*Work to be completed:*
Among the lines below, list those containing the string "mutations".

*Input for this task:*
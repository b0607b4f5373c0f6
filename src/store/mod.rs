//! Storage collaborator
//!
//! Persistence is outside this crate: mutations talk to a `ForumStore`
//! implementation through this narrow interface. Bulk loads are
//! best-effort by contract — unresolvable ids are silently dropped, never
//! surfaced as errors, because read-side echo is independent of write-side
//! validation.

mod memory;

pub use memory::MemoryStore;

use async_trait::async_trait;

use crate::core::PipelineResult;
use crate::entities::{Category, EntityId, Post, Thread, User};

/// Data persistence contract for forum mutations
///
/// `store_*` methods return the stored entity so implementations can assign
/// ids to new records; passing an entity with an existing id updates it.
#[async_trait]
pub trait ForumStore: Send + Sync {
    // Loads (best-effort on the bulk variant)

    /// Load the threads that exist among `ids`, preserving input order
    async fn load_threads(&self, ids: &[EntityId]) -> PipelineResult<Vec<Thread>>;

    async fn load_thread(&self, id: EntityId) -> PipelineResult<Option<Thread>>;
    async fn load_category(&self, id: EntityId) -> PipelineResult<Option<Category>>;
    async fn load_post(&self, id: EntityId) -> PipelineResult<Option<Post>>;
    async fn load_user(&self, id: EntityId) -> PipelineResult<Option<User>>;

    /// Case-insensitive lookup by username
    async fn get_user_by_name(&self, name: &str) -> PipelineResult<Option<User>>;

    /// Case-insensitive lookup by email
    async fn get_user_by_email(&self, email: &str) -> PipelineResult<Option<User>>;

    // Stores (atomic enough for the entity set passed)

    async fn store_threads(&self, threads: Vec<Thread>) -> PipelineResult<Vec<Thread>>;
    async fn store_thread(&self, thread: Thread) -> PipelineResult<Thread>;
    async fn store_post(&self, post: Post) -> PipelineResult<Post>;
    async fn store_user(&self, user: User) -> PipelineResult<User>;

    async fn delete_thread(&self, id: EntityId) -> PipelineResult<()>;
}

*Response to the exercise:*
//! Persistence is outside this crate: mutations talk to a `ForumStore`
/// Data persistence contract for forum mutations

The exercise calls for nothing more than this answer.